ASSIGNED TASK: Please reproduce exactly the lines from the start of the records through the one containing "until consumed with", and nothing more.

*** Opening MATERIALS PROVIDED ***

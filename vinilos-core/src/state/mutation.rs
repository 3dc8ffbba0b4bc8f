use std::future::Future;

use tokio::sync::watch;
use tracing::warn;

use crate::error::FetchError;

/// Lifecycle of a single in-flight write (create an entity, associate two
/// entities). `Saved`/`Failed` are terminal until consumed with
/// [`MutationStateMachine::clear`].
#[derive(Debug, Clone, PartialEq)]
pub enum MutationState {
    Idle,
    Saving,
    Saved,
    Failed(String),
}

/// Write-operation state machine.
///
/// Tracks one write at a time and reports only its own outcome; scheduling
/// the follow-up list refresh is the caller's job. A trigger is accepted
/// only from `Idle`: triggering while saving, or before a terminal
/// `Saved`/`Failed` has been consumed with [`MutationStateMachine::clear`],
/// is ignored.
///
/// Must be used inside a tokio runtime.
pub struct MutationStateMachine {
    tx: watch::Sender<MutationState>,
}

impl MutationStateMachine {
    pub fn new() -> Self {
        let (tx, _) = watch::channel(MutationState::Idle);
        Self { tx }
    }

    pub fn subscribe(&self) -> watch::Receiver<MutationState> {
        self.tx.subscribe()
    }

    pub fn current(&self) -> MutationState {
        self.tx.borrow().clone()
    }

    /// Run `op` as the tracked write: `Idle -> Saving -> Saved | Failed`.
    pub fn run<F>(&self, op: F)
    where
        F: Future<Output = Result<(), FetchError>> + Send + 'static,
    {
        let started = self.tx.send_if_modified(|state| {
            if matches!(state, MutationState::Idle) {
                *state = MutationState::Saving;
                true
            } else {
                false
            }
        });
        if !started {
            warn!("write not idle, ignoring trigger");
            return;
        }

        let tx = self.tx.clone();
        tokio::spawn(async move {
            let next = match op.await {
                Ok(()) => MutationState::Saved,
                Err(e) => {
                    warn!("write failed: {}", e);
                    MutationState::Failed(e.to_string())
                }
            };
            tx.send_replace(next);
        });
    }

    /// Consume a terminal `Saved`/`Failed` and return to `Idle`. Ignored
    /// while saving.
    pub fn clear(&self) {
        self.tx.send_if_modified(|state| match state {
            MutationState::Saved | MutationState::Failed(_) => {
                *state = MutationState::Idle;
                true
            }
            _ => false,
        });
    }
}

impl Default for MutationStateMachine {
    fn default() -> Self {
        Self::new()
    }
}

*** Closing MATERIALS PROVIDED ***

OUTPUT OF THE TASK:
filename vinilos-core/src/state/mutation.rs
repository 3dc8ffbba0b4bc8f
use std::future::Future;

use tokio::sync::watch;
use tracing::warn;

use crate::error::FetchError;

/// Lifecycle of a single in-flight write (create an entity, associate two
/// entities). `Saved`/`Failed` are terminal until consumed with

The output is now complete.